**DATA SUPPLIED**.
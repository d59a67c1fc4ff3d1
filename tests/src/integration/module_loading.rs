//! # Module Loading Flows
//!
//! Discovery, the stub-kernel health check and the two-pass load, run
//! against a kernel with the real token and registry modules behind it.

#[cfg(test)]
mod tests {
    use crate::integration::fixtures::{plugin_folder, Bus};
    use async_trait::async_trait;
    use cms_02_module_registry::{ModuleRegistryApi, REGISTRY_MODULE};
    use cms_03_module_loader::{
        is_meltdown_error, InitContext, LoadOutcome, LoadPass, Plugin, PluginError, SkipReason, StaticPluginLoader,
    };
    use cms_runtime::{GalleryPlugin, GALLERY_MODULE};
    use serde_json::json;
    use shared_bus::{EventName, KernelHandle, NotificationFilter, Reply};
    use shared_types::{
        MeltdownReason, ModuleRegistryEntry, ModuleType, NotificationType, Payload, RegistryFilter,
        RegistrySelectRequest, TrustLevel,
    };
    use std::sync::Arc;

    // =========================================================================
    // PLUGINS
    // =========================================================================

    /// Registers `<name>.status` and sends a heartbeat with its token.
    #[derive(Default)]
    struct Healthy;

    #[async_trait]
    impl Plugin for Healthy {
        async fn initialize(&self, ctx: InitContext) -> Result<(), PluginError> {
            ctx.kernel.on(
                EventName::custom(format!("{}.status", ctx.module_name)),
                &ctx.module_name,
                ModuleType::Community,
                Arc::new(|_: Payload, reply: Reply| {
                    reply.ok(json!("up"));
                }),
            );
            let mut payload = Payload::from_module(ctx.module_name.clone(), ModuleType::Community);
            if let Some(jwt) = ctx.jwt.clone() {
                payload = payload.with_token(jwt);
            }
            let (reply, rx) = Reply::channel();
            ctx.kernel.emit(EventName::ModuleHeartbeat, payload, reply);
            rx.recv().await.map(|_| ()).map_err(|e| PluginError::new(e.to_string()))
        }
    }

    /// Registers a listener and never calls the kernel.
    #[derive(Default)]
    struct Silent;

    #[async_trait]
    impl Plugin for Silent {
        async fn initialize(&self, ctx: InitContext) -> Result<(), PluginError> {
            ctx.kernel.on(
                EventName::custom(format!("{}.status", ctx.module_name)),
                &ctx.module_name,
                ModuleType::Community,
                Arc::new(|_: Payload, _: Reply| {}),
            );
            Ok(())
        }
    }

    /// Announces itself as a core module.
    #[derive(Default)]
    struct PosesAsCore;

    #[async_trait]
    impl Plugin for PosesAsCore {
        async fn initialize(&self, ctx: InitContext) -> Result<(), PluginError> {
            let payload = Payload::from_module(ctx.module_name.clone(), ModuleType::Core);
            let (reply, rx) = Reply::channel();
            ctx.kernel.emit(EventName::ModuleHeartbeat, payload, reply);
            let _ = rx.recv().await;
            Ok(())
        }
    }

    /// Looks healthy to the stub, then tries the bootstrap path live.
    #[derive(Default)]
    struct SkipsJwt;

    #[async_trait]
    impl Plugin for SkipsJwt {
        async fn initialize(&self, ctx: InitContext) -> Result<(), PluginError> {
            let payload = Payload::from_module(ctx.module_name.clone(), ModuleType::Community)
                .with_bootstrap("guessed-secret");
            let (reply, rx) = Reply::channel();
            ctx.kernel.emit(EventName::ModuleHeartbeat, payload, reply);
            rx.recv().await.map(|_| ()).map_err(|e| PluginError::new(e.to_string()))
        }
    }

    fn catalog(entries: &[(&str, fn() -> Arc<dyn Plugin>)]) -> Arc<StaticPluginLoader> {
        let catalog = StaticPluginLoader::new();
        for (name, factory) in entries {
            catalog.register(*name, *factory);
        }
        Arc::new(catalog)
    }

    fn healthy() -> Arc<dyn Plugin> {
        Arc::new(Healthy)
    }

    fn silent() -> Arc<dyn Plugin> {
        Arc::new(Silent)
    }

    fn entry(bus: &Bus, module_name: &str) -> ModuleRegistryEntry {
        bus.registry
            .select(&RegistryFilter::ByName(module_name.to_string()))
            .unwrap()
            .pop()
            .unwrap()
    }

    // =========================================================================
    // FLOWS
    // =========================================================================

    #[tokio::test]
    async fn test_gallery_goes_live_and_answers_core_modules() {
        let bus = Bus::new();
        let plugins = tempfile::tempdir().unwrap();
        plugin_folder(plugins.path(), GALLERY_MODULE);

        let catalog = StaticPluginLoader::new();
        catalog.register(GALLERY_MODULE, || Arc::new(GalleryPlugin) as Arc<dyn Plugin>);
        let loader = bus.loader(plugins.path(), Arc::new(catalog));

        let (discovery, report) = loader.run().await.unwrap();
        assert_eq!(discovery.registered, vec![GALLERY_MODULE]);
        assert_eq!(report.live(), vec![GALLERY_MODULE]);

        let token = bus.module_token("auth", TrustLevel::High);
        let payload = Payload::from_module("auth", ModuleType::Core).with_token(token);
        let (forwarded, result) = bus.call(EventName::custom("gallery.listAlbums"), payload).await;
        assert!(forwarded);
        assert_eq!(result, Ok(json!([])));
        assert!(entry(&bus, GALLERY_MODULE).last_error.is_none());
    }

    #[tokio::test]
    async fn test_silent_plugin_never_registers_live() {
        let bus = Bus::new();
        let plugins = tempfile::tempdir().unwrap();
        plugin_folder(plugins.path(), "quiet");
        let mut module_load = bus.feed.subscribe(NotificationFilter::types(vec![NotificationType::ModuleLoad]));

        let loader = bus.loader(plugins.path(), catalog(&[("quiet", silent)]));
        let (_, report) = loader.run().await.unwrap();

        assert!(matches!(report.outcome("quiet"), Some(LoadOutcome::Failed(_))));
        let stored = entry(&bus, "quiet");
        assert!(!stored.is_active);
        assert!(stored.last_error.as_deref().is_some_and(|e| !e.is_empty()));
        assert_eq!(bus.kernel.listener_count(&EventName::custom("quiet.status")), 0);

        let sent = module_load.drain();
        assert_eq!(sent.len(), 1);
        assert_eq!(sent[0].module_name, "quiet");
    }

    #[tokio::test]
    async fn test_core_impostor_fails_health_check() {
        let bus = Bus::new();
        let plugins = tempfile::tempdir().unwrap();
        plugin_folder(plugins.path(), "impostor");

        let loader = bus.loader(plugins.path(), catalog(&[("impostor", || Arc::new(PosesAsCore) as Arc<dyn Plugin>)]));
        let (_, report) = loader.run().await.unwrap();

        let Some(LoadOutcome::Failed(error)) = report.outcome("impostor") else {
            panic!("expected a failure, got {:?}", report.outcome("impostor"));
        };
        assert!(error.contains("moduleType"), "unexpected error: {error}");
        assert!(!bus.kernel.is_melted("impostor"));
    }

    #[tokio::test]
    async fn test_fixed_plugin_returns_on_next_run() {
        let bus = Bus::new();
        let plugins = tempfile::tempdir().unwrap();
        plugin_folder(plugins.path(), "calendar");

        let catalog = catalog(&[("calendar", silent)]);
        let loader = bus.loader(plugins.path(), catalog.clone());
        let (_, first) = loader.run().await.unwrap();
        assert_eq!(first.failed(), vec!["calendar"]);

        // Plugin updated on disk; the retry pass picks it up unaided.
        catalog.register("calendar", healthy);
        let (_, second) = loader.run().await.unwrap();
        assert_eq!(second.reactivated(), vec!["calendar"]);
        assert_eq!(
            second.outcomes,
            vec![("calendar".to_string(), LoadPass::Retry, LoadOutcome::Reactivated)]
        );

        let stored = entry(&bus, "calendar");
        assert!(stored.is_active);
        assert!(stored.last_error.is_none());
        assert_eq!(bus.kernel.listener_count(&EventName::custom("calendar.status")), 1);
    }

    #[tokio::test]
    async fn test_skip_jwt_abuse_needs_explicit_reactivation() {
        let bus = Bus::new();
        let plugins = tempfile::tempdir().unwrap();
        plugin_folder(plugins.path(), "sneaky");

        let catalog = catalog(&[("sneaky", || Arc::new(SkipsJwt) as Arc<dyn Plugin>)]);
        let loader = bus.loader(plugins.path(), catalog.clone());
        let (_, first) = loader.run().await.unwrap();

        assert_eq!(first.failed(), vec!["sneaky"]);
        assert_eq!(
            bus.kernel.meltdown_reason("sneaky"),
            Some(MeltdownReason::UnauthorizedSkipJwt)
        );
        let stored = entry(&bus, "sneaky");
        let last_error = stored.last_error.unwrap();
        assert!(is_meltdown_error(&last_error));
        assert!(last_error.contains("unauthorized skipJWT usage"));

        // Even a fixed build is not retried automatically.
        catalog.register("sneaky", healthy);
        let (_, second) = loader.run().await.unwrap();
        assert_eq!(second.outcome("sneaky"), Some(&LoadOutcome::Skipped(SkipReason::Meltdown)));
        assert!(!entry(&bus, "sneaky").is_active);

        // Reactivation flips the registry; the breaker holds until restart.
        let reactivated = loader.reactivate("sneaky").await.unwrap();
        assert!(reactivated.is_active);
        assert!(reactivated.last_error.is_none());
        let (_, third) = loader.run().await.unwrap();
        assert_eq!(third.outcome("sneaky"), Some(&LoadOutcome::Skipped(SkipReason::Meltdown)));
        assert!(entry(&bus, "sneaky").is_active);
        assert!(bus.kernel.listeners_for_module("sneaky").is_empty());
    }

    #[tokio::test]
    async fn test_healthy_neighbour_unaffected_by_failure() {
        let bus = Bus::new();
        let plugins = tempfile::tempdir().unwrap();
        plugin_folder(plugins.path(), "alpha");
        plugin_folder(plugins.path(), "beta");

        let loader = bus.loader(plugins.path(), catalog(&[("alpha", silent), ("beta", healthy)]));
        let (discovery, report) = loader.run().await.unwrap();

        assert_eq!(discovery.discovered, vec!["alpha", "beta"]);
        assert_eq!(report.failed(), vec!["alpha"]);
        assert_eq!(report.live(), vec!["beta"]);

        let token = bus.module_token("auth", TrustLevel::High);
        let payload = Payload::from_module("auth", ModuleType::Core).with_token(token);
        let (_, result) = bus.call(EventName::custom("beta.status"), payload).await;
        assert_eq!(result, Ok(json!("up")));
    }

    #[tokio::test]
    async fn test_folder_named_after_registry_cannot_take_it_down() {
        let bus = Bus::new();
        let plugins = tempfile::tempdir().unwrap();
        plugin_folder(plugins.path(), REGISTRY_MODULE);
        plugin_folder(plugins.path(), "beta");

        let loader = bus.loader(plugins.path(), catalog(&[("beta", healthy)]));
        for _ in 0..2 {
            let (discovery, report) = loader.run().await.unwrap();
            assert_eq!(discovery.discovered, vec!["beta"]);
            assert_eq!(discovery.invalid.len(), 1);
            assert_eq!(report.live(), vec!["beta"]);
            assert_eq!(bus.kernel.listeners_for_module(REGISTRY_MODULE).len(), 4);
        }

        let token = bus.module_token("auth", TrustLevel::High);
        let payload = Payload::from_module("auth", ModuleType::Core)
            .with_token(token)
            .with_request(&RegistrySelectRequest {
                filter: RegistryFilter::ByName("beta".into()),
            })
            .unwrap();
        let (forwarded, result) = bus.call(EventName::RegistrySelect, payload).await;
        assert!(forwarded);
        assert!(result.is_ok(), "registry unavailable: {result:?}");
    }
}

**EXERCISE REQUIREMENTS**. Please say how many lines of the records contain the word "third", giving the number by itself.

**TASK OUTPUT**. 2